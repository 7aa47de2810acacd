//! # Money Module
//!
//! Provides the `Money` type for handling monetary values safely.
//!
//! All amounts in the system are integer cents of the base currency. The
//! display layer converts to the shopper-facing currency at render time
//! (see the storefront's display configuration); stored and compared
//! values never leave the base unit.
//!
//! ## Usage
//! ```rust
//! use hearth_core::money::Money;
//!
//! // Create from cents (preferred)
//! let price = Money::from_cents(1099); // $10.99
//!
//! // Catalog prices are whole dollars
//! let sofa = Money::from_dollars(1299); // $1299.00
//!
//! // Arithmetic operations
//! let total = price + Money::from_cents(500); // $15.99
//! let line = price * 3;                       // $32.97
//! ```

use serde::{Deserialize, Serialize};
use std::fmt;
use std::iter::Sum;
use std::ops::{Add, AddAssign, Mul, Sub, SubAssign};
use ts_rs::TS;

// =============================================================================
// Money Type
// =============================================================================

/// A monetary value in the smallest base-currency unit (cents).
///
/// Single-field tuple struct over `i64`: serializes as a bare integer,
/// orders and hashes like one.
#[derive(Debug, Clone, Copy, PartialEq, Eq, PartialOrd, Ord, Hash, Serialize, Deserialize, TS)]
#[ts(export)]
pub struct Money(i64);

impl Money {
    /// Creates a Money value from cents (the smallest currency unit).
    ///
    /// ## Example
    /// ```rust
    /// use hearth_core::money::Money;
    ///
    /// let price = Money::from_cents(1099); // Represents $10.99
    /// assert_eq!(price.cents(), 1099);
    /// ```
    #[inline]
    pub const fn from_cents(cents: i64) -> Self {
        Money(cents)
    }

    /// Creates a Money value from whole major units (dollars).
    ///
    /// Catalog prices are listed in whole dollars, so this is the
    /// constructor the sample data uses.
    #[inline]
    pub const fn from_dollars(dollars: i64) -> Self {
        Money(dollars * 100)
    }

    /// Returns the value in cents (smallest currency unit).
    #[inline]
    pub const fn cents(&self) -> i64 {
        self.0
    }

    /// Returns the major unit (dollars) portion.
    #[inline]
    pub const fn dollars(&self) -> i64 {
        self.0 / 100
    }

    /// Returns the minor unit (cents) portion (always 0-99).
    #[inline]
    pub const fn cents_part(&self) -> i64 {
        (self.0 % 100).abs()
    }

    /// Zero money value.
    #[inline]
    pub const fn zero() -> Self {
        Money(0)
    }

    /// Checks if the value is zero.
    #[inline]
    pub const fn is_zero(&self) -> bool {
        self.0 == 0
    }

    /// Multiplies money by a quantity.
    ///
    /// ## Example
    /// ```rust
    /// use hearth_core::money::Money;
    ///
    /// let unit_price = Money::from_cents(4500); // $45.00
    /// let line_total = unit_price.multiply_quantity(2);
    /// assert_eq!(line_total.cents(), 9000); // $90.00
    /// ```
    #[inline]
    pub const fn multiply_quantity(&self, qty: i64) -> Self {
        Money(self.0 * qty)
    }
}

// =============================================================================
// Trait Implementations
// =============================================================================

/// Display implementation shows money in base-currency format.
///
/// This is for logs and debugging. The storefront's display configuration
/// handles shopper-facing formatting and currency conversion.
impl fmt::Display for Money {
    fn fmt(&self, f: &mut fmt::Formatter<'_>) -> fmt::Result {
        let sign = if self.0 < 0 { "-" } else { "" };
        write!(f, "{}${}.{:02}", sign, self.dollars().abs(), self.cents_part())
    }
}

/// Default money is zero.
impl Default for Money {
    fn default() -> Self {
        Money::zero()
    }
}

impl Add for Money {
    type Output = Self;

    #[inline]
    fn add(self, other: Self) -> Self {
        Money(self.0 + other.0)
    }
}

impl AddAssign for Money {
    #[inline]
    fn add_assign(&mut self, other: Self) {
        self.0 += other.0;
    }
}

impl Sub for Money {
    type Output = Self;

    #[inline]
    fn sub(self, other: Self) -> Self {
        Money(self.0 - other.0)
    }
}

impl SubAssign for Money {
    #[inline]
    fn sub_assign(&mut self, other: Self) {
        self.0 -= other.0;
    }
}

/// Multiplication by quantity (for line totals).
impl Mul<i64> for Money {
    type Output = Self;

    #[inline]
    fn mul(self, qty: i64) -> Self {
        Money(self.0 * qty)
    }
}

/// Summing an iterator of Money values (cart totals).
impl Sum for Money {
    fn sum<I: Iterator<Item = Money>>(iter: I) -> Self {
        iter.fold(Money::zero(), |acc, m| acc + m)
    }
}

// =============================================================================
// Unit Tests
// =============================================================================

#[cfg(test)]
mod tests {
    use super::*;

    #[test]
    fn test_from_cents() {
        let money = Money::from_cents(1099);
        assert_eq!(money.cents(), 1099);
        assert_eq!(money.dollars(), 10);
        assert_eq!(money.cents_part(), 99);
    }

    #[test]
    fn test_from_dollars() {
        assert_eq!(Money::from_dollars(1299).cents(), 129_900);
        assert_eq!(Money::from_dollars(0).cents(), 0);
    }

    #[test]
    fn test_display() {
        assert_eq!(format!("{}", Money::from_cents(1099)), "$10.99");
        assert_eq!(format!("{}", Money::from_cents(500)), "$5.00");
        assert_eq!(format!("{}", Money::from_cents(-550)), "-$5.50");
        assert_eq!(format!("{}", Money::from_cents(0)), "$0.00");
    }

    #[test]
    fn test_arithmetic() {
        let a = Money::from_cents(1000);
        let b = Money::from_cents(500);

        assert_eq!((a + b).cents(), 1500);
        assert_eq!((a - b).cents(), 500);
        assert_eq!((a * 3).cents(), 3000);
    }

    #[test]
    fn test_multiply_quantity() {
        let unit_price = Money::from_cents(4500);
        assert_eq!(unit_price.multiply_quantity(2).cents(), 9000);
    }

    #[test]
    fn test_sum() {
        let total: Money = [Money::from_cents(100), Money::from_cents(250)]
            .into_iter()
            .sum();
        assert_eq!(total.cents(), 350);
    }

    #[test]
    fn test_ordering() {
        assert!(Money::from_cents(119_00) < Money::from_cents(399_00));
        assert_eq!(
            Money::from_cents(100).max(Money::from_cents(50)).cents(),
            100
        );
    }

    #[test]
    fn test_serde_as_bare_integer() {
        let json = serde_json::to_string(&Money::from_cents(999)).unwrap();
        assert_eq!(json, "999");

        let back: Money = serde_json::from_str("129900").unwrap();
        assert_eq!(back, Money::from_dollars(1299));
    }
}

» Exercise requirements
Every line with the string "smallest" in the material should be returned.

» Answer to this task
/// A monetary value in the smallest base-currency unit (cents).
    /// Creates a Money value from cents (the smallest currency unit).
    /// Returns the value in cents (smallest currency unit).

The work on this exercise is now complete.